══ DATASET RECORDS ══
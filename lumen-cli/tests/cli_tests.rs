//! CLI Tests
//!
//! **Config**: a TOML file with the documented sections parses, defaults the
//! core section, and rejects unusable values.
//!
//! **REPL**: every command produces a reply and the history stays bounded.

use lumen_cli::config::{CliConfig, LogFormat, OutputConfig, ProviderKind};
use lumen_cli::session::Command;
use lumen_cli::{App, Reply};
use lumen_core::LumenConfig;
use lumen_orchestrator::Collaborators;
use lumen_test_utils::fixtures::{contacts_dataset, test_config};
use lumen_test_utils::{
    FixedDistanceVectorStore, RecordingRelationalStore, ScriptedCompletionProvider,
};
use proptest::prelude::*;
use std::sync::Arc;

const CONFIG: &str = r#"
[lumen.router]
history_window = 4

[providers.completion]
kind = "openai"
model = "gpt-4o-mini"
api_key_env = "OPENAI_API_KEY"

[providers.embedding]
kind = "ollama"
model = "nomic-embed-text"
dimensions = 768

[storage]
relational_path = "data/lumen.db"
vector_path = "data/documents.db"

[output]
image_dir = "out"

[logging]
format = "json"
"#;

fn output(dir: &std::path::Path) -> OutputConfig {
    OutputConfig {
        image_dir: dir.to_path_buf(),
        preview_rows: 5,
        history_turns: 4,
        json: false,
    }
}

fn app(provider: Arc<ScriptedCompletionProvider>, dir: &std::path::Path) -> App {
    let collaborators = Collaborators {
        completion: provider,
        relational: Arc::new(RecordingRelationalStore::new(contacts_dataset())),
        vector: Arc::new(FixedDistanceVectorStore::default()),
    };
    App::new(&test_config(), output(dir), collaborators).expect("app")
}

fn text(reply: Reply) -> String {
    match reply {
        Reply::Text(text) => text,
        Reply::Quit => panic!("unexpected quit"),
    }
}

// ============================================================================
// CONFIG
// ============================================================================

#[test]
fn test_config_parses_sections() {
    let config = CliConfig::from_toml(CONFIG).expect("config");
    assert_eq!(config.lumen.router.history_window, 4);
    assert_eq!(config.lumen.retrieval, LumenConfig::default().retrieval);
    assert_eq!(config.providers.completion.kind, ProviderKind::OpenAi);
    assert_eq!(config.providers.embedding.kind, ProviderKind::Ollama);
    assert_eq!(config.providers.embedding.cache_entries, 1024);
    assert_eq!(config.output.preview_rows, 10);
    assert_eq!(config.logging.format, LogFormat::Json);
    assert!(config.validate().is_ok());
}

#[test]
fn test_config_rejects_unknown_fields() {
    let broken = CONFIG.replace("[output]", "[output]\ncolour = true");
    assert!(CliConfig::from_toml(&broken).is_err());
}

#[test]
fn test_openai_requires_key_variable() {
    let broken = CONFIG.replace("api_key_env = \"OPENAI_API_KEY\"\n", "");
    let config = CliConfig::from_toml(&broken).expect("config");
    assert!(config.validate().is_err());
}

#[test]
fn test_invalid_core_value_is_rejected() {
    let broken = CONFIG.replace("history_window = 4", "history_window = 0");
    let config = CliConfig::from_toml(&broken).expect("config");
    assert!(config.validate().is_err());
}

#[test]
fn test_from_path_reads_file() {
    let dir = tempfile::tempdir().expect("tempdir");
    let path = dir.path().join("lumen.toml");
    std::fs::write(&path, CONFIG).expect("write config");
    let config = CliConfig::from_path(&path).expect("config");
    assert_eq!(config.output.image_dir, std::path::PathBuf::from("out"));
}

// ============================================================================
// REPL
// ============================================================================

#[tokio::test]
async fn test_question_writes_figure_and_records_history() {
    let dir = tempfile::tempdir().expect("tempdir");
    let provider = Arc::new(ScriptedCompletionProvider::replying([
        "SQL",
        "SELECT * FROM contacts",
        "plt.bar(df.count_by(\"Secteur d'activité\"))",
    ]));
    let mut app = app(provider, dir.path());

    let reply = text(app.handle_line("contacts par secteur").await.expect("reply"));
    assert!(reply.contains("Routage : STRUCTURED"));
    assert!(reply.contains("SELECT * FROM contacts"));
    assert!(reply.contains("Données (3 ligne(s))"));
    assert!(reply.contains("Figure : "));

    let figures: Vec<_> = std::fs::read_dir(dir.path()).expect("read dir").collect();
    assert_eq!(figures.len(), 1);
    assert_eq!(app.session().history().len(), 2);
    assert_eq!(app.session().last_dataset(), Some(&contacts_dataset()));
}

#[tokio::test]
async fn test_json_toggle() {
    let dir = tempfile::tempdir().expect("tempdir");
    let provider = Arc::new(ScriptedCompletionProvider::replying(["VECTOR"]));
    let mut app = app(provider, dir.path());

    assert!(text(app.handle_line(":json").await.expect("reply")).contains("activée"));
    let reply = text(app.handle_line("que dit le rapport ?").await.expect("reply"));
    let value: serde_json::Value = serde_json::from_str(&reply).expect("json outcome");
    assert_eq!(value["routing"]["decision"], "SEMANTIC");
    assert_eq!(value["code"]["kind"], "refusal");
}

#[tokio::test]
async fn test_ingest_then_forget() {
    let dir = tempfile::tempdir().expect("tempdir");
    let doc = dir.path().join("rapport.txt");
    std::fs::write(&doc, "Le chiffre d'affaires 2023 atteint 4 M€.").expect("write doc");
    let mut app = app(Arc::new(ScriptedCompletionProvider::new()), dir.path());

    let reply = text(
        app.handle_line(&format!(":ingest {}", doc.display()))
            .await
            .expect("reply"),
    );
    assert_eq!(reply, "rapport.txt : 1 extrait(s) ajouté(s)");

    let reply = text(app.handle_line(":forget rapport.txt").await.expect("reply"));
    assert_eq!(reply, "1 extrait(s) supprimé(s) pour rapport.txt");

    let missing = text(
        app.handle_line(":ingest /nonexistent/lumen.txt")
            .await
            .expect("reply"),
    );
    assert!(missing.starts_with("Lecture impossible"));
}

#[tokio::test]
async fn test_preview_needs_a_dataset() {
    let dir = tempfile::tempdir().expect("tempdir");
    let provider = Arc::new(ScriptedCompletionProvider::replying([
        "SQL",
        "SELECT * FROM contacts",
        "",
    ]));
    provider.push_response("Bonjour Alice");
    provider.push_response("Objet pour Alice");
    let mut app = app(provider, dir.path());

    let reply = text(app.handle_line(":preview Bonjour {prénom}").await.expect("reply"));
    assert_eq!(reply, "Aucun résultat de contacts à personnaliser.");

    app.handle_line("liste des contacts").await.expect("reply");
    let reply = text(app.handle_line(":preview Bonjour {prénom}").await.expect("reply"));
    assert!(reply.contains("À : alice@acme.fr"));
    assert!(reply.contains("Bonjour Alice"));
}

#[tokio::test]
async fn test_clear_and_quit() {
    let dir = tempfile::tempdir().expect("tempdir");
    let mut app = app(Arc::new(ScriptedCompletionProvider::new()), dir.path());
    app.handle_line("bonjour").await.expect("reply");
    assert!(!app.session().history().is_empty());

    assert_eq!(
        text(app.handle_line(":clear").await.expect("reply")),
        "Historique effacé."
    );
    assert!(app.session().history().is_empty());
    assert_eq!(
        text(app.handle_line(":history").await.expect("reply")),
        "(historique vide)"
    );
    assert_eq!(app.handle_line(":quit").await.expect("reply"), Reply::Quit);
}

// ============================================================================
// PROPERTY TESTS
// ============================================================================

proptest! {
    #![proptest_config(ProptestConfig::with_cases(100))]

    /// Lines that do not start with ':' are always requests, verbatim up to
    /// surrounding whitespace.
    #[test]
    fn prop_plain_lines_are_requests(line in "[^:\\s][^\n]{0,40}") {
        prop_assert_eq!(Command::parse(&line), Command::Ask(line.trim().to_string()));
    }

    /// The history never exceeds its limit, whatever the number of cycles.
    #[test]
    fn prop_history_is_bounded(cycles in 1usize..8) {
        let runtime = tokio::runtime::Builder::new_current_thread()
            .enable_all()
            .build()
            .expect("runtime");
        let dir = tempfile::tempdir().expect("tempdir");
        let mut app = app(Arc::new(ScriptedCompletionProvider::new()), dir.path());
        for i in 0..cycles {
            runtime.block_on(app.handle_line(&format!("question {i}"))).expect("reply");
        }
        prop_assert!(app.session().history().len() <= 4);
        prop_assert_eq!(app.session().history().len(), (cycles * 2).min(4));
    }
}
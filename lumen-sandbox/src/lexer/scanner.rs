//! Lexer implementation

use super::token::*;
use std::iter::Peekable;
use std::str::CharIndices;

/// Lexer for sandbox scripts.
///
/// Newlines and `;` terminate statements, except inside parentheses or
/// brackets where they are plain whitespace.
pub struct Lexer<'a> {
    source: &'a str,
    chars: Peekable<CharIndices<'a>>,
    line: usize,
    column: usize,
    pos: usize,
    nesting: usize,
}

impl<'a> Lexer<'a> {
    /// Create a new lexer for the given source.
    pub fn new(source: &'a str) -> Self {
        Self {
            source,
            chars: source.char_indices().peekable(),
            line: 1,
            column: 1,
            pos: 0,
            nesting: 0,
        }
    }

    /// Tokenize the entire source into a vector of tokens.
    pub fn tokenize(&mut self) -> Vec<Token> {
        let mut tokens = Vec::new();

        loop {
            let token = self.next_token();
            let is_eof = token.kind == TokenKind::Eof;
            tokens.push(token);
            if is_eof {
                break;
            }
        }

        tokens
    }

    fn next_token(&mut self) -> Token {
        self.skip_whitespace_and_comments();

        let start_pos = self.pos;
        let start_line = self.line;
        let start_col = self.column;

        let kind = match self.peek_char() {
            None => TokenKind::Eof,
            Some(c) => match c {
                '\n' | ';' => {
                    self.advance();
                    if c == '\n' {
                        self.line += 1;
                        self.column = 1;
                    }
                    TokenKind::Newline
                }
                '(' => self.open(TokenKind::LParen),
                ')' => self.close(TokenKind::RParen),
                '[' => self.open(TokenKind::LBracket),
                ']' => self.close(TokenKind::RBracket),
                '{' => self.single(TokenKind::LBrace),
                '}' => self.single(TokenKind::RBrace),
                ',' => self.single(TokenKind::Comma),
                '.' => self.single(TokenKind::Dot),
                ':' => self.single(TokenKind::Colon),
                '+' => self.single(TokenKind::Plus),
                '-' => self.single(TokenKind::Minus),
                '*' => self.single(TokenKind::Star),
                '/' => self.single(TokenKind::Slash),
                '%' => self.single(TokenKind::Percent),
                '=' => self.one_or_two('=', TokenKind::Assign, TokenKind::Eq),
                '<' => self.one_or_two('=', TokenKind::Lt, TokenKind::Le),
                '>' => self.one_or_two('=', TokenKind::Gt, TokenKind::Ge),
                '!' => {
                    self.advance();
                    if self.peek_char() == Some('=') {
                        self.advance();
                        TokenKind::Ne
                    } else {
                        TokenKind::Error("Unexpected character: !".to_string())
                    }
                }
                '"' | '\'' => self.scan_string(c),
                c if c.is_ascii_digit() => self.scan_number(),
                c if c.is_alphabetic() || c == '_' => self.scan_identifier(),
                c => {
                    self.advance();
                    TokenKind::Error(format!("Unexpected character: {}", c))
                }
            },
        };

        Token {
            kind,
            span: Span {
                start: start_pos,
                end: self.pos,
                line: start_line,
                column: start_col,
            },
        }
    }

    fn single(&mut self, kind: TokenKind) -> TokenKind {
        self.advance();
        kind
    }

    fn open(&mut self, kind: TokenKind) -> TokenKind {
        self.nesting += 1;
        self.single(kind)
    }

    fn close(&mut self, kind: TokenKind) -> TokenKind {
        self.nesting = self.nesting.saturating_sub(1);
        self.single(kind)
    }

    fn one_or_two(&mut self, next: char, one: TokenKind, two: TokenKind) -> TokenKind {
        self.advance();
        if self.peek_char() == Some(next) {
            self.advance();
            two
        } else {
            one
        }
    }

    fn scan_identifier(&mut self) -> TokenKind {
        let start = self.pos;

        while let Some(c) = self.peek_char() {
            if c.is_alphanumeric() || c == '_' {
                self.advance();
            } else {
                break;
            }
        }

        let ident = &self.source[start..self.pos];

        match ident {
            "if" => TokenKind::If,
            "else" => TokenKind::Else,
            "for" => TokenKind::For,
            "in" => TokenKind::In,
            "and" => TokenKind::And,
            "or" => TokenKind::Or,
            "not" => TokenKind::Not,
            "true" | "True" => TokenKind::True,
            "false" | "False" => TokenKind::False,
            "none" | "None" => TokenKind::None,
            _ => TokenKind::Identifier(ident.to_string()),
        }
    }

    /// Scan a string literal delimited by `quote`, with escape sequences.
    fn scan_string(&mut self, quote: char) -> TokenKind {
        self.advance();
        let mut value = String::new();

        loop {
            match self.peek_char() {
                None | Some('\n') => return TokenKind::Error("Unterminated string".to_string()),
                Some(c) if c == quote => {
                    self.advance();
                    break;
                }
                Some('\\') => {
                    self.advance();
                    match self.peek_char() {
                        Some('n') => {
                            self.advance();
                            value.push('\n');
                        }
                        Some('t') => {
                            self.advance();
                            value.push('\t');
                        }
                        Some(c) if c == '\\' || c == '"' || c == '\'' => {
                            self.advance();
                            value.push(c);
                        }
                        _ => value.push('\\'),
                    }
                }
                Some(c) => {
                    self.advance();
                    value.push(c);
                }
            }
        }

        TokenKind::String(value)
    }

    fn scan_number(&mut self) -> TokenKind {
        let start = self.pos;
        let mut is_float = false;

        while let Some(c) = self.peek_char() {
            if c.is_ascii_digit() || c == '_' {
                self.advance();
            } else if c == '.'
                && !is_float
                && self.peek_next_char().is_some_and(|n| n.is_ascii_digit())
            {
                is_float = true;
                self.advance();
            } else {
                break;
            }
        }

        let text = self.source[start..self.pos].replace('_', "");
        if is_float {
            match text.parse::<f64>() {
                Ok(n) => TokenKind::Float(n),
                Err(_) => TokenKind::Error(format!("Invalid number: {}", text)),
            }
        } else {
            match text.parse::<i64>() {
                Ok(n) => TokenKind::Int(n),
                Err(_) => TokenKind::Error(format!("Invalid number: {}", text)),
            }
        }
    }

    fn skip_whitespace_and_comments(&mut self) {
        loop {
            match self.peek_char() {
                Some(' ') | Some('\t') | Some('\r') => {
                    self.advance();
                }
                Some('\n') if self.nesting > 0 => {
                    self.advance();
                    self.line += 1;
                    self.column = 1;
                }
                Some('#') => {
                    while let Some(c) = self.peek_char() {
                        if c == '\n' {
                            break;
                        }
                        self.advance();
                    }
                }
                _ => break,
            }
        }
    }

    fn peek_char(&mut self) -> Option<char> {
        self.chars.peek().map(|(_, c)| *c)
    }

    fn peek_next_char(&self) -> Option<char> {
        let mut iter = self.source[self.pos..].chars();
        iter.next();
        iter.next()
    }

    fn advance(&mut self) -> Option<char> {
        if let Some((i, c)) = self.chars.next() {
            self.pos = i + c.len_utf8();
            self.column += 1;
            Some(c)
        } else {
            None
        }
    }
}

#[cfg(test)]
mod tests {
    use super::*;

    fn kinds(source: &str) -> Vec<TokenKind> {
        Lexer::new(source).tokenize().into_iter().map(|t| t.kind).collect()
    }

    #[test]
    fn test_assignment_and_call() {
        assert_eq!(
            kinds("counts = df.count_by('Secteur')"),
            vec![
                TokenKind::Identifier("counts".into()),
                TokenKind::Assign,
                TokenKind::Identifier("df".into()),
                TokenKind::Dot,
                TokenKind::Identifier("count_by".into()),
                TokenKind::LParen,
                TokenKind::String("Secteur".into()),
                TokenKind::RParen,
                TokenKind::Eof,
            ]
        );
    }

    #[test]
    fn test_newlines_inside_brackets_are_whitespace() {
        let k = kinds("x = [1,\n 2]\ny = 3");
        assert_eq!(k.iter().filter(|t| **t == TokenKind::Newline).count(), 1);
    }

    #[test]
    fn test_comment_and_numbers() {
        assert_eq!(
            kinds("# titre\n1.5 10 x.y"),
            vec![
                TokenKind::Newline,
                TokenKind::Float(1.5),
                TokenKind::Int(10),
                TokenKind::Identifier("x".into()),
                TokenKind::Dot,
                TokenKind::Identifier("y".into()),
                TokenKind::Eof,
            ]
        );
    }

    #[test]
    fn test_operators() {
        assert_eq!(
            kinds("a == b != c <= d >= e"),
            vec![
                TokenKind::Identifier("a".into()),
                TokenKind::Eq,
                TokenKind::Identifier("b".into()),
                TokenKind::Ne,
                TokenKind::Identifier("c".into()),
                TokenKind::Le,
                TokenKind::Identifier("d".into()),
                TokenKind::Ge,
                TokenKind::Identifier("e".into()),
                TokenKind::Eof,
            ]
        );
    }

    #[test]
    fn test_unterminated_string() {
        assert!(matches!(kinds("'abc")[0], TokenKind::Error(_)));
    }

    #[test]
    fn test_line_tracking() {
        let tokens = Lexer::new("a\n\nb").tokenize();
        let b = tokens
            .iter()
            .find(|t| t.kind == TokenKind::Identifier("b".into()))
            .unwrap();
        assert_eq!(b.span.line, 3);
    }
}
═══
#### [WHAT IS EXPECTED]
Check every line of the data for the string "LumenConfig". Give the number of lines that have it, and only that.

#### [WRITTEN ANSWER]
2